WHAT YOU WILL DO: Look through the records below for the line with "let k1 = 1usize << (j - 1);". Return that line and each one after it up to and including the line with "trailing payload dimensions", exactly.

Collected data
===============
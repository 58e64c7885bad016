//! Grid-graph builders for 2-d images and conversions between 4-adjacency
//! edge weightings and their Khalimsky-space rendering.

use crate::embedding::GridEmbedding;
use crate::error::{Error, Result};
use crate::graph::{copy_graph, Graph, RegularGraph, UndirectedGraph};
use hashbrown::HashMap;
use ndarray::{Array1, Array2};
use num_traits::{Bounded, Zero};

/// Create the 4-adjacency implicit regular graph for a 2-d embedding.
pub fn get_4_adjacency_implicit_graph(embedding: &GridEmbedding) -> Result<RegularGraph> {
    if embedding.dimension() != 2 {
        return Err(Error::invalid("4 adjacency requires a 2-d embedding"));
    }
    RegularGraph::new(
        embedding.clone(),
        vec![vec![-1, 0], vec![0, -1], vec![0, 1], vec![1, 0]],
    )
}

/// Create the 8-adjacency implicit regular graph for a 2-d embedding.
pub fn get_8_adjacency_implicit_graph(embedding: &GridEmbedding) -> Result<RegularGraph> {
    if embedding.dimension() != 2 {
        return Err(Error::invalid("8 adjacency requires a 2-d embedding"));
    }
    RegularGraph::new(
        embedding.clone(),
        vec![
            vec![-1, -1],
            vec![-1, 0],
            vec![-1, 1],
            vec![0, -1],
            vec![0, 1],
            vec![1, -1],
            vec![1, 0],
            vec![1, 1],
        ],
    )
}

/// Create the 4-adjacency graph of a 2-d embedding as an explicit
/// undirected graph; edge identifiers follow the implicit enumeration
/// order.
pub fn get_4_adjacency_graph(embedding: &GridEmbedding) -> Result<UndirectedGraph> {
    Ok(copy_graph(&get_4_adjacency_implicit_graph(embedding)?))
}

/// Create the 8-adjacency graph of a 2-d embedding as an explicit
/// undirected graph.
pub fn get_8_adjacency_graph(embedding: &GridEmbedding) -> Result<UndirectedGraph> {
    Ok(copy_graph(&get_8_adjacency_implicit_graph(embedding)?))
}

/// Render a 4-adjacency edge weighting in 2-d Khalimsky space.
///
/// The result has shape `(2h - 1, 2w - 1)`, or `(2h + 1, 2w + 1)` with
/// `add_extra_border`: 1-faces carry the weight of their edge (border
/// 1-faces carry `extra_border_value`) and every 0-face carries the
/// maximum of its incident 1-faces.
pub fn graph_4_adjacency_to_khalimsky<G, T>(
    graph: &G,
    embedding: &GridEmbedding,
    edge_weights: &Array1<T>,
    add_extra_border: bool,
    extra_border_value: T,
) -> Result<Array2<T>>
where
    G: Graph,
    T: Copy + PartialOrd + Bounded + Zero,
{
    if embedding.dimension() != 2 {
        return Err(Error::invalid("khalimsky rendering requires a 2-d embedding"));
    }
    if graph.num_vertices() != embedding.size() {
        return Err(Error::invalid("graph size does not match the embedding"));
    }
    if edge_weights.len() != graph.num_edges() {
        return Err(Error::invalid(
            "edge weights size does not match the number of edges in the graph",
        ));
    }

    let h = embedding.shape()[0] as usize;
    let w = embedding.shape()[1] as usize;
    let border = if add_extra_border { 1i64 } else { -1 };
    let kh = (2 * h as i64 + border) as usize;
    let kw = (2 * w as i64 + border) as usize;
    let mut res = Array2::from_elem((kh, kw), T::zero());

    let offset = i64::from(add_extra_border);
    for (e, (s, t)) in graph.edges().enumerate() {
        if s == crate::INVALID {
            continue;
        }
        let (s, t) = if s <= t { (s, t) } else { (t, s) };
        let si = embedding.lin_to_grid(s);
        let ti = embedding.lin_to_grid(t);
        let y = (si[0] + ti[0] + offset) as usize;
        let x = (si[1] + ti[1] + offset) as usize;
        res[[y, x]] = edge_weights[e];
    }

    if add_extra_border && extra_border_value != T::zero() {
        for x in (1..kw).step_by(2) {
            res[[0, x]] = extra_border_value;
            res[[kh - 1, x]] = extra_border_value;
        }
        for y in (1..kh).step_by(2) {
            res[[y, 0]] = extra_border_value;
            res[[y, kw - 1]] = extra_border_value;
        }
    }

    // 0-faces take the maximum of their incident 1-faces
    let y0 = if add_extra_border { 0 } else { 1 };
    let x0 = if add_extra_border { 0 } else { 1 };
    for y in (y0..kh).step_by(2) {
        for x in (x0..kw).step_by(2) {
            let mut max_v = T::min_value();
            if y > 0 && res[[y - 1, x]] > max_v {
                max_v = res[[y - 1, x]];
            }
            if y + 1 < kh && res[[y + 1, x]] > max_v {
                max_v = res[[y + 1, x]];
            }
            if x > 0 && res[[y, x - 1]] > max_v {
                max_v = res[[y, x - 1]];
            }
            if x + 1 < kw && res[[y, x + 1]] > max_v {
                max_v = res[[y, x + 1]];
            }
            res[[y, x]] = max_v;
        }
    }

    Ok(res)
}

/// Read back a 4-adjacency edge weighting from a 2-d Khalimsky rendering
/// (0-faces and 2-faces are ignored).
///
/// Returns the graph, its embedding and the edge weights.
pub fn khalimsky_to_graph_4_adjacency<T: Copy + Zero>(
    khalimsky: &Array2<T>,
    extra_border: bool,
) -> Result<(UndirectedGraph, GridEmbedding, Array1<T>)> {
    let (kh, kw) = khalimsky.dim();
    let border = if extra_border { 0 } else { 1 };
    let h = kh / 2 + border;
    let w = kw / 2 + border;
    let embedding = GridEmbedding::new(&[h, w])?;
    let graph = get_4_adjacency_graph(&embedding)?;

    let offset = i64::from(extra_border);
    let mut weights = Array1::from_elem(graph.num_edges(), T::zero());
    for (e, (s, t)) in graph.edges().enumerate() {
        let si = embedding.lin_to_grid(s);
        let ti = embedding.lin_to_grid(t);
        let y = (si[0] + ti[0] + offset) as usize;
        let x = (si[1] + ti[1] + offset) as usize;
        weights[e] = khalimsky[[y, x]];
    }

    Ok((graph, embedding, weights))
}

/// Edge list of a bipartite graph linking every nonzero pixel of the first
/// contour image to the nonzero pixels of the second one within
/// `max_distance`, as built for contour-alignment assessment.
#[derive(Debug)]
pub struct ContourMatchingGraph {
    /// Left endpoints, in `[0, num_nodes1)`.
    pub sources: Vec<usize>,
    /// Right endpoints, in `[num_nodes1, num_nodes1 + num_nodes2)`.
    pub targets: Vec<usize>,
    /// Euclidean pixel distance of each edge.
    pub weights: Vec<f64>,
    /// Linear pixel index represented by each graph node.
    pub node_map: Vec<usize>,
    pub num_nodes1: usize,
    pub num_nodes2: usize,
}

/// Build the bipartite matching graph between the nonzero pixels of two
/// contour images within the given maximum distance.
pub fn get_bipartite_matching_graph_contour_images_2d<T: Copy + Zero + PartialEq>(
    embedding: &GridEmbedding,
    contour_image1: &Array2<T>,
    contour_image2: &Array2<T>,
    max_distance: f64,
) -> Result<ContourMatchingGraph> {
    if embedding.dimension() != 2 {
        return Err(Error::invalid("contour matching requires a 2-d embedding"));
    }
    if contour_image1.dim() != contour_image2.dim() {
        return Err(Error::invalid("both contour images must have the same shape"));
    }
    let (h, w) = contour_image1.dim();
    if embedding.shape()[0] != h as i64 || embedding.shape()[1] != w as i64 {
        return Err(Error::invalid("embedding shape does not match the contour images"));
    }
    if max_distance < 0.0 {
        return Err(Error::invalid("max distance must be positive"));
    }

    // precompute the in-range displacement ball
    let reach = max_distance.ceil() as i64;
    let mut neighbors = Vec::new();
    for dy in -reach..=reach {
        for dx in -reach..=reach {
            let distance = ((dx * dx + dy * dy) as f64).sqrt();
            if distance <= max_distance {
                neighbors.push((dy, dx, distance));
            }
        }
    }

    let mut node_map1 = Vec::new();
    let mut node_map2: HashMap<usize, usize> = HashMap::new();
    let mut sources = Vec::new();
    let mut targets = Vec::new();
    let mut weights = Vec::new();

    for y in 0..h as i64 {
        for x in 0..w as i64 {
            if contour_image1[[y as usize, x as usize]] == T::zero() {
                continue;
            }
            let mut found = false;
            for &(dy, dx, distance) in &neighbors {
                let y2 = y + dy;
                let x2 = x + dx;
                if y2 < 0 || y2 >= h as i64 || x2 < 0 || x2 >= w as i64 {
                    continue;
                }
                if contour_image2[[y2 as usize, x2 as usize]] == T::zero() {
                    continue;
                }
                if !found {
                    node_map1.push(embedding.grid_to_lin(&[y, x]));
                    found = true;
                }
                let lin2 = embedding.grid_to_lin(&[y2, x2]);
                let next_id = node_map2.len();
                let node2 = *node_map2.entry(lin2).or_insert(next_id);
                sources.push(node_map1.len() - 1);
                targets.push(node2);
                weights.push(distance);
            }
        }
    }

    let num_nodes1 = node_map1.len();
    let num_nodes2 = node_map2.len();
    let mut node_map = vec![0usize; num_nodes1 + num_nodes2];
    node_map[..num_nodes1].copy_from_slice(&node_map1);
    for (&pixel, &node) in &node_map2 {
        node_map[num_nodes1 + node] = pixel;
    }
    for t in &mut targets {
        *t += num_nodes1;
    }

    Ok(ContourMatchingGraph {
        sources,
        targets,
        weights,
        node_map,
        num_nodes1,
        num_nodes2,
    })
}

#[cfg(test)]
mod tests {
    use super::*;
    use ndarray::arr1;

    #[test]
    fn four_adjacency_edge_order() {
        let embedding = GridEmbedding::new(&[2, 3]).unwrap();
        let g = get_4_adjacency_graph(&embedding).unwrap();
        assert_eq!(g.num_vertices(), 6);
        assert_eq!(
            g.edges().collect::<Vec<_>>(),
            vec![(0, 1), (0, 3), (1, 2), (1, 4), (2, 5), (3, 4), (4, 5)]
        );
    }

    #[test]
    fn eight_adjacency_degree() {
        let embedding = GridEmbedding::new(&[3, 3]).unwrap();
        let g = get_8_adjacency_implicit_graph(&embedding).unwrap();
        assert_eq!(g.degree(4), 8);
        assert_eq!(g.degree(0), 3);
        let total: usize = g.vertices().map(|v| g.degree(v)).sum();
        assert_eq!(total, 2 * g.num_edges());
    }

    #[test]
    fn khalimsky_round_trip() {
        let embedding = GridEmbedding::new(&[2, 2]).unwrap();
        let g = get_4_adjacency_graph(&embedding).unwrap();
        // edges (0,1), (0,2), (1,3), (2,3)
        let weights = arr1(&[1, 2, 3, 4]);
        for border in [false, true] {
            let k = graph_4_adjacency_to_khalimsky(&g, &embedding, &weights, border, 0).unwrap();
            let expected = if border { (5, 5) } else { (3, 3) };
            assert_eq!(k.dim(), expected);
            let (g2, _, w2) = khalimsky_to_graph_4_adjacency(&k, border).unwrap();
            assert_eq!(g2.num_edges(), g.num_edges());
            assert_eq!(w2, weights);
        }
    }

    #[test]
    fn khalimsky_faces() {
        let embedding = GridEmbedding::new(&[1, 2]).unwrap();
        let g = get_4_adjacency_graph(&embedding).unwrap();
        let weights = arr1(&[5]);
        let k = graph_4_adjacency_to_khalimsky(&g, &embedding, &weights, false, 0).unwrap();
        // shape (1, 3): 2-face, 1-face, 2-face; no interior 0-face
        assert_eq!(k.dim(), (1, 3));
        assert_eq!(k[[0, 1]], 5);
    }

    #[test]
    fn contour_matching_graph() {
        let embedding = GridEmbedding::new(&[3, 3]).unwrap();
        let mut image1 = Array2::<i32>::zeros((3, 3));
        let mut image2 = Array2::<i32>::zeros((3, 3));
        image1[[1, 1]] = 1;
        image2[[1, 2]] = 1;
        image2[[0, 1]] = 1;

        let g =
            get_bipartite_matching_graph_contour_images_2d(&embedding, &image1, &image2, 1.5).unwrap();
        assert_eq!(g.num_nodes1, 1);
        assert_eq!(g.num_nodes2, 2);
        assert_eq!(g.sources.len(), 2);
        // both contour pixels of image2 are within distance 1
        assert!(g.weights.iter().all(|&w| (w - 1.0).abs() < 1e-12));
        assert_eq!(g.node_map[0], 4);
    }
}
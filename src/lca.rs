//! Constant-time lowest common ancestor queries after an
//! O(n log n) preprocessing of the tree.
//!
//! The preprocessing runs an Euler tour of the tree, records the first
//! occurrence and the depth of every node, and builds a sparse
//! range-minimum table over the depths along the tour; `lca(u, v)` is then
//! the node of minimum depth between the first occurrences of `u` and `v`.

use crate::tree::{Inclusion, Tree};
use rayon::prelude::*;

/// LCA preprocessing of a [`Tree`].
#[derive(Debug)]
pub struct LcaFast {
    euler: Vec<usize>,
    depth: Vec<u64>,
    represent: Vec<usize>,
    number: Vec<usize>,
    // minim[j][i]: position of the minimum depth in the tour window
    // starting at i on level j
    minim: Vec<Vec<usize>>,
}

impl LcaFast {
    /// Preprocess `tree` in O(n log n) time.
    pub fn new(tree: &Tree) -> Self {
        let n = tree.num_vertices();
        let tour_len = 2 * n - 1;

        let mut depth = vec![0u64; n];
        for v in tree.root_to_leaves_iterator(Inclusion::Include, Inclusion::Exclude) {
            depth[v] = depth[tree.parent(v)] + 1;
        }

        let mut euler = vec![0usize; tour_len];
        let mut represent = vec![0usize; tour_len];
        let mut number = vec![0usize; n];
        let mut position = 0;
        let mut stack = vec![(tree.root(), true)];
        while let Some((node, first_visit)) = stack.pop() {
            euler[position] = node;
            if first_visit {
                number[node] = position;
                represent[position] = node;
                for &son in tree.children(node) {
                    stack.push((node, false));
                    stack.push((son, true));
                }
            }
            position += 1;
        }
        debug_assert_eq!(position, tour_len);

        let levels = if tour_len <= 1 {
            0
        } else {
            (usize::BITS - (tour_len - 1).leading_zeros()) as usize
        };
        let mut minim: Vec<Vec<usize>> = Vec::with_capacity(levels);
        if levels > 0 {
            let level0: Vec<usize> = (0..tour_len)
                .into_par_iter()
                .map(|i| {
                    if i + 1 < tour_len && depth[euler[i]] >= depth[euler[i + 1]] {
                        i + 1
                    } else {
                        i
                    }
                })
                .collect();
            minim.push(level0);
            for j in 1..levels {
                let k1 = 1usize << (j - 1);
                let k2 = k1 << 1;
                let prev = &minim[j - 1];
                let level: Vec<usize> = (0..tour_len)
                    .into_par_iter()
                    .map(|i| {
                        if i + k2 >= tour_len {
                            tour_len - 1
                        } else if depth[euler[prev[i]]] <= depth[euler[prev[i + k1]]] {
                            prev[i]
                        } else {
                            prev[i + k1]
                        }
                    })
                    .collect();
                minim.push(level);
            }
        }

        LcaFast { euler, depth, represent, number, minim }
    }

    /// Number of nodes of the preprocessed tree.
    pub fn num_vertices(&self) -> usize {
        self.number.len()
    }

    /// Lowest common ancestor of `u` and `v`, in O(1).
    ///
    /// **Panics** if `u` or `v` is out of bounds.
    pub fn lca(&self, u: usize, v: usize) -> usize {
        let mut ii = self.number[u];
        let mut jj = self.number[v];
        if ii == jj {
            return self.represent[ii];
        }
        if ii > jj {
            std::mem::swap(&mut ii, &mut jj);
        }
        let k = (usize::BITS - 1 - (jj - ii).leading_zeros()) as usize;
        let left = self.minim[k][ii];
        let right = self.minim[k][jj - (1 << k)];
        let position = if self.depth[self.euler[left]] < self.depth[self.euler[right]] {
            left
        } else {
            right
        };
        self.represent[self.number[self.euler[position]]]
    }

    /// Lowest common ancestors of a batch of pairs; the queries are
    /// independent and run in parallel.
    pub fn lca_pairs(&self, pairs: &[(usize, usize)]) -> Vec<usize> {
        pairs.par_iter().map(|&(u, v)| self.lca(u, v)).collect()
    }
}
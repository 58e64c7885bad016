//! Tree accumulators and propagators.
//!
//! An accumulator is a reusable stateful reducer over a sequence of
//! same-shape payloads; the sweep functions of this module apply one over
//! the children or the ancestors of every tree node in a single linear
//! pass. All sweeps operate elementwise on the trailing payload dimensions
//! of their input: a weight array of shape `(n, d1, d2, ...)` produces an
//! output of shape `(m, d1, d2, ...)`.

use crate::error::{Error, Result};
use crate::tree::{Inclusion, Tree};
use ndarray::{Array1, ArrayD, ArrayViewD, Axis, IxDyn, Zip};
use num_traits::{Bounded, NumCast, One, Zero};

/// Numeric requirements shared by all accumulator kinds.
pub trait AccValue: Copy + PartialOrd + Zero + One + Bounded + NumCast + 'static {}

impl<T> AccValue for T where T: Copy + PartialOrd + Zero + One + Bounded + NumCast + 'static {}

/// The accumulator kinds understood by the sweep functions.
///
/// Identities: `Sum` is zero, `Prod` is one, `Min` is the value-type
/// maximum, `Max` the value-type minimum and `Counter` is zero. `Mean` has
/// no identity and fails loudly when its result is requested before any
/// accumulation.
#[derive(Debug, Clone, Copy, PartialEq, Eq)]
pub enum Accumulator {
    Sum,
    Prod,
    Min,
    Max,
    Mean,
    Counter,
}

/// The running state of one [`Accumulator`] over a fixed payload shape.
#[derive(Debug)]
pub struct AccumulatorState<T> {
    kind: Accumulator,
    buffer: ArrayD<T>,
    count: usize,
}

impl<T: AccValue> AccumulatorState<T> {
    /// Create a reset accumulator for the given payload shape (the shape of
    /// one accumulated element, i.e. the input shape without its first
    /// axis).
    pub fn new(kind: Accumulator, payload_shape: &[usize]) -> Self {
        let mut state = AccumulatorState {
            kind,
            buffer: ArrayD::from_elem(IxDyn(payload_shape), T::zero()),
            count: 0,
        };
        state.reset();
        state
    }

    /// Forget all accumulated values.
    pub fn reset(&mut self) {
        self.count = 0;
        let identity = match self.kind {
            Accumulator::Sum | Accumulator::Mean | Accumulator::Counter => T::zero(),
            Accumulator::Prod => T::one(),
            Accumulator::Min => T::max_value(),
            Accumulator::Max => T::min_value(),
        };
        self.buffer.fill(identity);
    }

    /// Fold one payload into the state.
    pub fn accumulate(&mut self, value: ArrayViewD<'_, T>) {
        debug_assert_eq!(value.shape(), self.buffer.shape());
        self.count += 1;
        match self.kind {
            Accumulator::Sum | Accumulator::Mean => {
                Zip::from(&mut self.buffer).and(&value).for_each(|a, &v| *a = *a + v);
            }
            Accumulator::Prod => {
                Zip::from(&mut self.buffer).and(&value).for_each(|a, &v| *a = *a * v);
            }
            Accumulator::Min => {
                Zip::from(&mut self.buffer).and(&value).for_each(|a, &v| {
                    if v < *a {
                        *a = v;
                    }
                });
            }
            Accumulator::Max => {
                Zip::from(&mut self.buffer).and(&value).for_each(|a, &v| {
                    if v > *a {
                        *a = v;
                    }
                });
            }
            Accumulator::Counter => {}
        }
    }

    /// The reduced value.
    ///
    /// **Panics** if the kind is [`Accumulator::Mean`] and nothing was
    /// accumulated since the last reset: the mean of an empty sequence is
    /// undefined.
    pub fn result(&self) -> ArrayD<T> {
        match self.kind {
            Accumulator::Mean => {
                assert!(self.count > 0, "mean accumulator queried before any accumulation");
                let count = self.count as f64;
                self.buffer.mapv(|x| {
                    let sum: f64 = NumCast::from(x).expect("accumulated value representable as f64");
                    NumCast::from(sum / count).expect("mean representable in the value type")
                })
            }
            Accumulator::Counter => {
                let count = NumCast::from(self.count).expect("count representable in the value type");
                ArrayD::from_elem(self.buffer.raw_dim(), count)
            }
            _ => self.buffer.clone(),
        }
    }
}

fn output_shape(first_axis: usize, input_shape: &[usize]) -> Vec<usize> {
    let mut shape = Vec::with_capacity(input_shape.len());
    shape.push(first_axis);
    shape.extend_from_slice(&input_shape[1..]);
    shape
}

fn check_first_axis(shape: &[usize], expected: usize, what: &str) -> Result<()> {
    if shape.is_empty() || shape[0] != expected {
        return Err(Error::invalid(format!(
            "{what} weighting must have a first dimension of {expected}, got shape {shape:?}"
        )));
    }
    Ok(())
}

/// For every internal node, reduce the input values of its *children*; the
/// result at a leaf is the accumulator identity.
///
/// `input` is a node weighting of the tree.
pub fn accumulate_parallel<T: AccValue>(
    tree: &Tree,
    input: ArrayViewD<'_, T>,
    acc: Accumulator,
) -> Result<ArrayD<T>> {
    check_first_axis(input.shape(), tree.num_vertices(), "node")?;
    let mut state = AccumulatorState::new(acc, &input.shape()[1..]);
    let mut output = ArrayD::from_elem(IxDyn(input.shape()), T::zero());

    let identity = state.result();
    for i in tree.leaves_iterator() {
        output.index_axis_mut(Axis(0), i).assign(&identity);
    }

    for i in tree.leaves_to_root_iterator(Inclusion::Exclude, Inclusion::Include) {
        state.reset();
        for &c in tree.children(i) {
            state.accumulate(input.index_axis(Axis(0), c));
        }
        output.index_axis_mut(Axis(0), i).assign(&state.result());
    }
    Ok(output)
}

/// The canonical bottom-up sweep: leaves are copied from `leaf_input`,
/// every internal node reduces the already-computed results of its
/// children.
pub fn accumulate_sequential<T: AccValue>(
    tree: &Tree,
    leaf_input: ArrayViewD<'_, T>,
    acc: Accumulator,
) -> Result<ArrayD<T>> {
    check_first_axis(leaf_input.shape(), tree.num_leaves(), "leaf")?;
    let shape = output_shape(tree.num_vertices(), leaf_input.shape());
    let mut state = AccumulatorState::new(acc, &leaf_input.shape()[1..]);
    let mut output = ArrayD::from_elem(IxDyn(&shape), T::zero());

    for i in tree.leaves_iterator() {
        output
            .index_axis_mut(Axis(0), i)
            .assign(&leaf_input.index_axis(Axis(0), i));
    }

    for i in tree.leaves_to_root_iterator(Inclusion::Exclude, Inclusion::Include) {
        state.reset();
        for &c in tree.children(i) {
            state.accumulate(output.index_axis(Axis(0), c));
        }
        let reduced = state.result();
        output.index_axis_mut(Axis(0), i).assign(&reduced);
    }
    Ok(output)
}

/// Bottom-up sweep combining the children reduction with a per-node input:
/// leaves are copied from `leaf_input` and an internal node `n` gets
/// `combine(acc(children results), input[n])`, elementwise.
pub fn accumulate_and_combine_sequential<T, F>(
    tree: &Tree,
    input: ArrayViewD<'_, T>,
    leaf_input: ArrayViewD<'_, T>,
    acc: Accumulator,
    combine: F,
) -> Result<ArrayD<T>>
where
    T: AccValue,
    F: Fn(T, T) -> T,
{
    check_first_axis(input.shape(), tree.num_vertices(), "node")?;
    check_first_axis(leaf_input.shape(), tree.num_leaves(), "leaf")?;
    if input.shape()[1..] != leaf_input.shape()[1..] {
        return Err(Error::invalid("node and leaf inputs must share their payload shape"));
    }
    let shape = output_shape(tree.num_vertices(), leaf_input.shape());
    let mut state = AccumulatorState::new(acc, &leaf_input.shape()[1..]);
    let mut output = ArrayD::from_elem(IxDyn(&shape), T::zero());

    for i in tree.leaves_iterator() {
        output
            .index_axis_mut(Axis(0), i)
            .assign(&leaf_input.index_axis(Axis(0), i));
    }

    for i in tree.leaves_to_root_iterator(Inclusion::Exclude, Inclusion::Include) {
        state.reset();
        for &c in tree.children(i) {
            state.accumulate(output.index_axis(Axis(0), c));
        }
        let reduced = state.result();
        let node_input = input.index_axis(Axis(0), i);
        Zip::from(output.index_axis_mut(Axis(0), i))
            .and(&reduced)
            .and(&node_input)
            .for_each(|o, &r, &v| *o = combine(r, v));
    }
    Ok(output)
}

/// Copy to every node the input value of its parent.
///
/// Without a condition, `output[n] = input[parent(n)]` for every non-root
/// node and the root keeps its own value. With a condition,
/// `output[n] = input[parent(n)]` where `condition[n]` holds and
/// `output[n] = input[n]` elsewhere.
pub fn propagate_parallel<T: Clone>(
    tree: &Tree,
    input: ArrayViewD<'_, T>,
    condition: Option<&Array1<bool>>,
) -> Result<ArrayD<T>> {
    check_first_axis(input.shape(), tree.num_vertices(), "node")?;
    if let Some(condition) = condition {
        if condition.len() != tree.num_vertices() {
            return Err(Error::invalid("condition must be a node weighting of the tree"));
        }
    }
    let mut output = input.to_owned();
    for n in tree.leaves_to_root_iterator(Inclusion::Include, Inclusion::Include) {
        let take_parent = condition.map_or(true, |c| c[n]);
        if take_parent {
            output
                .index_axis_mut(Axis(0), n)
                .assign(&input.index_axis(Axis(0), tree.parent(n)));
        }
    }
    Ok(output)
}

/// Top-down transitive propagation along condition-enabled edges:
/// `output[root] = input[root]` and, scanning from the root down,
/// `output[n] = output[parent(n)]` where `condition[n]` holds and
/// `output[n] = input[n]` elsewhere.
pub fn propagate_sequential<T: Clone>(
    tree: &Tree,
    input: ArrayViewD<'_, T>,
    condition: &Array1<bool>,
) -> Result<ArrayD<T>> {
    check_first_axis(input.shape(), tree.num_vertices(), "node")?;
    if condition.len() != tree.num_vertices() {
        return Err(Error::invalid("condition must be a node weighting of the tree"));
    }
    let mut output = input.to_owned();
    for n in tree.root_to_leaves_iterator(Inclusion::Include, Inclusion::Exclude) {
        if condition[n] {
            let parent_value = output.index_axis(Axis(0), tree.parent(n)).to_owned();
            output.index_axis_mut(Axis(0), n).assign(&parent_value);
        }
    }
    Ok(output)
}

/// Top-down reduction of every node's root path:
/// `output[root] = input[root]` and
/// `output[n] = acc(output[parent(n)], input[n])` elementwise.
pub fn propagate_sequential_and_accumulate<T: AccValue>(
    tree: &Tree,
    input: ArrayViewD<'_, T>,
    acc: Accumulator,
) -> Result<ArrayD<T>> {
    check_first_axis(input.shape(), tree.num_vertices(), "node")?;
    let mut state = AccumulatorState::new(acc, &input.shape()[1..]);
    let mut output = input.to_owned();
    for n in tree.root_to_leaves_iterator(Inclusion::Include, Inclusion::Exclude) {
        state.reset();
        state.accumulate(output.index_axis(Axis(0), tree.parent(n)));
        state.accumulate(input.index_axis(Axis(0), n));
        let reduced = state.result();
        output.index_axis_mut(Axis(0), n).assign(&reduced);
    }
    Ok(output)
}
===============
RESPONSE:
                let k1 = 1usize << (j - 1);
                let k2 = k1 << 1;
                let prev = &minim[j - 1];
                let level: Vec<usize> = (0..tour_len)
                    .into_par_iter()
                    .map(|i| {
                        if i + k2 >= tour_len {
                            tour_len - 1
                        } else if depth[euler[prev[i]]] <= depth[euler[prev[i + k1]]] {
                            prev[i]
                        } else {
                            prev[i + k1]
                        }
                    })
                    .collect();
                minim.push(level);
            }
        }

        LcaFast { euler, depth, represent, number, minim }
    }

    /// Number of nodes of the preprocessed tree.
    pub fn num_vertices(&self) -> usize {
        self.number.len()
    }

    /// Lowest common ancestor of `u` and `v`, in O(1).
    ///
    /// **Panics** if `u` or `v` is out of bounds.
    pub fn lca(&self, u: usize, v: usize) -> usize {
        let mut ii = self.number[u];
        let mut jj = self.number[v];
        if ii == jj {
            return self.represent[ii];
        }
        if ii > jj {
            std::mem::swap(&mut ii, &mut jj);
        }
        let k = (usize::BITS - 1 - (jj - ii).leading_zeros()) as usize;
        let left = self.minim[k][ii];
        let right = self.minim[k][jj - (1 << k)];
        let position = if self.depth[self.euler[left]] < self.depth[self.euler[right]] {
            left
        } else {
            right
        };
        self.represent[self.number[self.euler[position]]]
    }

    /// Lowest common ancestors of a batch of pairs; the queries are
    /// independent and run in parallel.
    pub fn lca_pairs(&self, pairs: &[(usize, usize)]) -> Vec<usize> {
        pairs.par_iter().map(|&(u, v)| self.lca(u, v)).collect()
    }
}
repository 58e64c7885bad016
//! Tree accumulators and propagators.
//!
//! An accumulator is a reusable stateful reducer over a sequence of
//! same-shape payloads; the sweep functions of this module apply one over
//! the children or the ancestors of every tree node in a single linear
//! pass. All sweeps operate elementwise on the trailing payload dimensions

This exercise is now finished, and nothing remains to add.